As you very well know, I begged and pleaded with him to take a negotiated plea. He was not willing to do that. I informed this Court before the trial began and the record reflects that I did not think that he had any available, reasonable defense under the law of this state; consequently, I had very little to say.
And, unless he would care to make a statement, I’ve said all I care to.
This statement was altogether lacking in positive advocacy. Counsel offered no argument in defendant’s favor, made no plea for findings of mitigating factors, failed to argue for reduced punishment on the basis that defendant was not the armed participant, failed to suggest any favorable or mitigating aspects of defendant’s background, and failed even to advocate leniency. More significant, the representation consisted almost exclusively of commentary entirely negative to defendant. Counsel noted that information defendant furnished him was inconsistent with information furnished by the State, thereby implying that defendant had lied to him.

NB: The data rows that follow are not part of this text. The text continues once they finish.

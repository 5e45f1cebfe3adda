mod common;

use std::time::Duration;

use common::{auto_start_settings, ble_sample, building, settings, spawn, wait_for};
use indoorview::error::{AppError, AuthErrorKind};
use indoorview::platform::simulated::{
    AuthScenario, LayerScenario, Scenario, SimOutcome, StartOutcome,
};
use indoorview::ui::positioning::{ButtonLabel, Phase};

#[tokio::test(start_paused = true)]
async fn auto_start_reaches_started_and_shows_details() {
    let (platform, session) = spawn(building(vec![ble_sample()]), auto_start_settings());
    let mut rx = session.subscribe();

    let state = wait_for(&mut rx, |s| {
        assert!(s.is_consistent(), "inconsistent state: {:?}", s);
        s.phase == Phase::Started && s.details_visible()
    })
    .await;

    assert_eq!(state.button_label, ButtonLabel::Stop);
    assert!(state.button_visible);
    assert!(!state.progress_visible);
    assert!(state.error.is_none());

    let data_source = state.data_source.expect("data source ref");
    assert_eq!(data_source.positioning_table, "IPS_Positioning");
    assert_eq!(data_source.pathways_layer, "Pathways");
    assert_eq!(
        data_source.positioning_id,
        "{1A7E1B3C-0000-4000-8000-000000000002}"
    );

    let lines = state.location.expect("details").lines();
    assert_eq!(
        lines,
        vec![
            "Floor: 1",
            "Position source: BLE",
            "Horizontal accuracy: 2.4318 m",
            "Number of transmitters: 5",
        ]
    );

    let source = platform.data_source().expect("data source built");
    assert_eq!(source.start_calls(), 1);

    session.shutdown().await;
}

#[tokio::test(start_paused = true)]
async fn without_auto_start_waits_for_user() {
    let (platform, session) = spawn(building(vec![ble_sample()]), settings());
    let mut rx = session.subscribe();

    let state = wait_for(&mut rx, |s| s.phase == Phase::MapLoaded).await;
    assert_eq!(state.button_label, ButtonLabel::Start);
    assert!(state.button_visible);
    assert!(!state.progress_visible);

    tokio::time::sleep(Duration::from_secs(5)).await;
    let source = platform.data_source().expect("data source built");
    assert_eq!(source.start_calls(), 0);
    assert_eq!(session.snapshot().phase, Phase::MapLoaded);

    session.start().await;
    wait_for(&mut rx, |s| s.phase == Phase::Started).await;
    assert_eq!(source.start_calls(), 1);

    session.shutdown().await;
}

#[tokio::test(start_paused = true)]
async fn user_stop_then_restart() {
    let (platform, session) = spawn(building(vec![ble_sample()]), auto_start_settings());
    let mut rx = session.subscribe();
    wait_for(&mut rx, |s| s.phase == Phase::Started && s.details_visible()).await;

    session.stop().await;
    let state = wait_for(&mut rx, |s| s.phase == Phase::MapLoaded).await;
    assert_eq!(state.button_label, ButtonLabel::Start);
    assert!(!state.details_visible());

    // The trailing Stopped status leaves the screen ready.
    tokio::time::sleep(Duration::from_secs(1)).await;
    let state = session.snapshot();
    assert_eq!(state.phase, Phase::MapLoaded);
    assert!(state.location.is_none());

    session.start().await;
    wait_for(&mut rx, |s| s.phase == Phase::Started).await;

    let source = platform.data_source().expect("data source built");
    assert_eq!(source.start_calls(), 2);
    assert_eq!(source.stop_calls(), 1);

    session.shutdown().await;
}

#[tokio::test(start_paused = true)]
async fn stop_while_starting_resolves_to_stopped() {
    let (platform, session) = spawn(building(vec![ble_sample()]), auto_start_settings());
    let mut rx = session.subscribe();
    wait_for(&mut rx, |s| s.phase == Phase::StartingSource).await;

    // Let the start call run; the simulated start delay is longer.
    tokio::time::sleep(Duration::from_millis(100)).await;
    assert_eq!(session.snapshot().phase, Phase::StartingSource);

    session.stop().await;
    let state = wait_for(&mut rx, |s| s.phase == Phase::Stopped).await;
    assert_eq!(state.button_label, ButtonLabel::Start);
    assert!(state.button_visible);
    assert!(!state.progress_visible);

    tokio::time::sleep(Duration::from_secs(5)).await;
    assert_eq!(session.snapshot().phase, Phase::Stopped);

    let source = platform.data_source().expect("data source built");
    assert_eq!(source.stop_calls(), 1);

    session.shutdown().await;
}

#[tokio::test(flavor = "multi_thread", worker_threads = 1)]
async fn start_then_stop_is_applied_in_order() {
    let mut scenario = building(vec![ble_sample()]);
    scenario.data_source.start_delay_ms = 20;

    for _ in 0..20 {
        let (platform, session) = spawn(scenario.clone(), settings());
        let mut rx = session.subscribe();
        wait_for(&mut rx, |s| s.phase == Phase::MapLoaded).await;

        session.start().await;
        session.stop().await;

        wait_for(&mut rx, |s| s.phase == Phase::Stopped).await;
        tokio::time::sleep(Duration::from_millis(100)).await;

        let source = platform.data_source().expect("data source built");
        assert_eq!(session.snapshot().phase, Phase::Stopped);
        assert_eq!(source.start_calls(), 1);
        assert_eq!(source.stop_calls(), 1);
        assert!(!source.is_running());

        session.shutdown().await;
    }
}

#[tokio::test(start_paused = true)]
async fn failed_start_status_returns_to_ready_with_error() {
    let mut scenario = building(vec![ble_sample()]);
    scenario.data_source.start = StartOutcome::FailedToStart;
    let (platform, session) = spawn(scenario, auto_start_settings());
    let mut rx = session.subscribe();

    let state = wait_for(&mut rx, |s| s.phase == Phase::MapLoaded && s.error.is_some()).await;
    assert_eq!(state.button_label, ButtonLabel::Start);
    assert!(state.button_visible);
    assert_eq!(
        state.error.expect("error").error,
        AppError::DataSourceFailedToStart { reason: None }
    );

    // Recoverable: the user may try again.
    session.start().await;
    wait_for(&mut rx, |s| s.phase == Phase::StartingSource).await;
    wait_for(&mut rx, |s| s.phase == Phase::MapLoaded && s.error.is_some()).await;
    assert_eq!(platform.data_source().expect("source").start_calls(), 2);

    session.shutdown().await;
}

#[tokio::test(start_paused = true)]
async fn start_call_error_returns_to_ready_with_reason() {
    let mut scenario = building(Vec::new());
    scenario.data_source.start = StartOutcome::Error {
        message: "bluetooth is off".to_string(),
    };
    let (_platform, session) = spawn(scenario, auto_start_settings());
    let mut rx = session.subscribe();

    let state = wait_for(&mut rx, |s| s.phase == Phase::MapLoaded && s.error.is_some()).await;
    assert_eq!(
        state.error.expect("error").error,
        AppError::DataSourceFailedToStart {
            reason: Some("bluetooth is off".to_string())
        }
    );

    session.shutdown().await;
}

#[tokio::test(start_paused = true)]
async fn offline_portal_fails_startup() {
    let mut scenario = Scenario::demo();
    scenario.portal = SimOutcome::NoInternet;
    let (platform, session) = spawn(scenario, auto_start_settings());
    let mut rx = session.subscribe();

    let state = wait_for(&mut rx, |s| s.phase == Phase::FailedToStart).await;
    assert_eq!(state.button_label, ButtonLabel::Failed);
    assert!(state.button_visible);
    assert!(!state.progress_visible);
    assert!(state.data_source.is_none());

    let error = state.error.expect("error");
    assert_eq!(error.error, AppError::Connectivity);
    assert_eq!(error.message, "No internet connection");
    assert!(platform.data_source().is_none());

    // Terminal: user requests are ignored.
    session.start().await;
    tokio::time::sleep(Duration::from_secs(1)).await;
    assert_eq!(session.snapshot().phase, Phase::FailedToStart);

    session.shutdown().await;
}

#[tokio::test(start_paused = true)]
async fn map_load_error_is_generic() {
    let mut scenario = Scenario::demo();
    scenario.map.load = SimOutcome::Error {
        message: "item is corrupt".to_string(),
    };
    let (_platform, session) = spawn(scenario, settings());
    let mut rx = session.subscribe();

    let state = wait_for(&mut rx, |s| s.phase == Phase::FailedToStart).await;
    assert!(matches!(
        state.error.expect("error").error,
        AppError::GenericLoad { .. }
    ));

    session.shutdown().await;
}

#[tokio::test(start_paused = true)]
async fn offline_layer_load_is_connectivity() {
    let mut scenario = Scenario::demo();
    scenario.map.layers.insert(
        0,
        LayerScenario::Feature {
            name: "Basemap".to_string(),
            load: SimOutcome::NoInternet,
        },
    );
    let (platform, session) = spawn(scenario, settings());
    let mut rx = session.subscribe();

    let state = wait_for(&mut rx, |s| s.phase == Phase::FailedToStart).await;
    assert_eq!(state.error.expect("error").error, AppError::Connectivity);
    assert!(platform.data_source().is_none());

    session.shutdown().await;
}

#[tokio::test(start_paused = true)]
async fn missing_pathways_layer_is_resource_not_found() {
    let mut scenario = Scenario::demo();
    scenario.map.layers.truncate(1);
    let (platform, session) = spawn(scenario, settings());
    let mut rx = session.subscribe();

    let state = wait_for(&mut rx, |s| s.phase == Phase::FailedToStart).await;
    assert_eq!(
        state.error.expect("error").error,
        AppError::ResourceNotFound {
            name: "Pathways".to_string()
        }
    );
    assert!(state.data_source.is_none());
    assert!(platform.data_source().is_none());

    session.shutdown().await;
}

#[tokio::test(start_paused = true)]
async fn empty_positioning_table_is_resource_not_found() {
    let mut scenario = Scenario::demo();
    scenario.map.tables[0].rows.clear();
    let (_platform, session) = spawn(scenario, settings());
    let mut rx = session.subscribe();

    let state = wait_for(&mut rx, |s| s.phase == Phase::FailedToStart).await;
    assert_eq!(
        state.error.expect("error").error,
        AppError::ResourceNotFound {
            name: "IPS_Positioning".to_string()
        }
    );

    session.shutdown().await;
}

fn secured(username: &str, password: &str) -> Scenario {
    let mut scenario = building(vec![ble_sample()]);
    scenario.auth = Some(AuthScenario {
        username: username.to_string(),
        password: password.to_string(),
    });
    scenario
}

#[tokio::test(start_paused = true)]
async fn configured_credentials_answer_the_challenge() {
    let mut settings = settings();
    settings.auth.username = Some("viewer".to_string());
    settings.auth.password = Some("secret".to_string());

    let (_platform, session) = spawn(secured("viewer", "secret"), settings);
    let mut rx = session.subscribe();

    let state = wait_for(&mut rx, |s| s.phase != Phase::Init).await;
    assert_eq!(state.phase, Phase::MapLoaded);

    session.shutdown().await;
}

#[tokio::test(start_paused = true)]
async fn wrong_password_is_invalid_credentials() {
    let mut settings = settings();
    settings.auth.username = Some("viewer".to_string());
    settings.auth.password = Some("guess".to_string());

    let (_platform, session) = spawn(secured("viewer", "secret"), settings);
    let mut rx = session.subscribe();

    let state = wait_for(&mut rx, |s| s.phase == Phase::FailedToStart).await;
    assert_eq!(
        state.error.expect("error").error,
        AppError::Authentication(AuthErrorKind::InvalidCredentials)
    );

    session.shutdown().await;
}

#[tokio::test(start_paused = true)]
async fn no_credentials_is_token_required() {
    let (_platform, session) = spawn(secured("viewer", "secret"), settings());
    let mut rx = session.subscribe();

    let state = wait_for(&mut rx, |s| s.phase == Phase::FailedToStart).await;
    assert_eq!(
        state.error.expect("error").error,
        AppError::Authentication(AuthErrorKind::TokenRequired)
    );

    session.shutdown().await;
}

#[tokio::test(start_paused = true)]
async fn teardown_stops_source_and_freezes_state() {
    let mut scenario = building(vec![ble_sample()]);
    scenario.data_source.repeat_samples = true;
    let (platform, session) = spawn(scenario, auto_start_settings());
    let mut rx = session.subscribe();
    wait_for(&mut rx, |s| s.phase == Phase::Started && s.details_visible()).await;

    let source = platform.data_source().expect("data source built");
    assert!(source.has_status_subscriber());

    session.shutdown().await;
    let frozen = rx.borrow_and_update().clone();

    assert_eq!(source.stop_calls(), 1);
    assert!(!source.has_status_subscriber());

    // Late platform events go nowhere.
    source
        .emit_status(indoorview::platform::DataSourceStatus::Stopped)
        .await;
    source.emit_sample(ble_sample()).await;
    tokio::time::sleep(Duration::from_secs(10)).await;

    assert_eq!(*rx.borrow(), frozen);
    assert_eq!(frozen.phase, Phase::Started);
}

#[tokio::test(start_paused = true)]
async fn teardown_while_starting_leaves_source_stopped() {
    let (platform, session) = spawn(building(vec![ble_sample()]), auto_start_settings());
    let mut rx = session.subscribe();
    wait_for(&mut rx, |s| s.phase == Phase::StartingSource).await;

    session.shutdown().await;
    tokio::time::sleep(Duration::from_secs(10)).await;

    let source = platform.data_source().expect("data source built");
    assert_eq!(source.start_calls(), 1);
    assert_eq!(source.stop_calls(), 1);
    assert!(!source.is_running());
    assert_eq!(rx.borrow().phase, Phase::StartingSource);
}

#[tokio::test(start_paused = true)]
async fn teardown_during_startup_publishes_nothing_more() {
    let (platform, session) = spawn(Scenario::demo(), auto_start_settings());
    let mut rx = session.subscribe();

    session.shutdown().await;
    let frozen = rx.borrow_and_update().clone();
    tokio::time::sleep(Duration::from_secs(10)).await;

    assert_eq!(*rx.borrow(), frozen);
    if let Some(source) = platform.data_source() {
        assert_eq!(source.start_calls(), 0);
    }
}
//! Errors reported by the mapping platform.

use thiserror::Error;

/// Closed classification of a platform failure.
///
/// The platform's own error hierarchy is open-ended; everything this crate
/// does not explicitly recognise lands in `Other`.
#[derive(Debug, Clone, PartialEq, Eq)]
pub enum PlatformErrorKind {
    /// The device has no usable network connection.
    NoInternet,
    /// Authentication failed; carries the platform's failure code.
    Authentication(String),
    /// A requested resource does not exist.
    NotFound,
    /// Anything else.
    Other,
}

/// An error returned by a platform operation.
#[derive(Debug, Clone, PartialEq, Eq, Error)]
#[error("{message}")]
pub struct PlatformError {
    pub kind: PlatformErrorKind,
    pub message: String,
}

impl PlatformError {
    pub fn new(kind: PlatformErrorKind, message: impl Into<String>) -> Self {
        Self {
            kind,
            message: message.into(),
        }
    }

    pub fn no_internet(message: impl Into<String>) -> Self {
        Self::new(PlatformErrorKind::NoInternet, message)
    }

    pub fn authentication(code: impl Into<String>, message: impl Into<String>) -> Self {
        Self::new(PlatformErrorKind::Authentication(code.into()), message)
    }

    pub fn other(message: impl Into<String>) -> Self {
        Self::new(PlatformErrorKind::Other, message)
    }

    /// Whether this error signals a connectivity failure.
    pub fn is_no_internet(&self) -> bool {
        self.kind == PlatformErrorKind::NoInternet
    }
}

Counsel informed the court that defendant had just completed a sentence for armed robbery, thereby performing a prosecutorial function. Counsel berated defendant for refusing a plea bargain, thereby disparaging him before the court.
*546
Such representation falls “ ‘far short of the requirement that reasonably adequate assistance in fact be rendered.’ ”
Blake v. Kemp,
“[Z]ealous advocacy is as necessary at sentencing as at trial. . . . [T]he posture of the defense attorney at sentencing should fundamentally be that of an advocate. . . . [T]he defendant . . . deserve[s] . . . the most effective statement possible ... in light of the available dispositional opportunities.” 3 American Bar Association Standards for Criminal Justice at 18-438, 439 (2d ed., 1982 Supp.). A declaration which fails altogether to articulate the positive, stresses counsel’s status as an appointed representative, and presents defendant in an entirely negative light, cannot constitute either the effective statement suggested by these standards or the effective representation required by the Sixth Amendment. If resourceful preparation reveals nothing positive to be said for a criminal defendant, at the very least effective representation demands that counsel refrain from making negative declamations.
It is inconceivable that retained counsel, in the presence of a paying client or others funding the representation, would make a sentencing statement like the one made here. The criteria for effective representation are in no way diminished by defendant’s status as an indigent.
We hold that defendant has satisfied both the performance and the prejudice prongs of the
Washington-Braswell
standard. Counsel’s “attempt to separate himself from his client in [the sentencing] argument represented a breach of his duty of loyalty to his client stressed by the [U.S.] Supreme Court.”
King,
No error in the trial; sentences vacated; remanded for resentencing.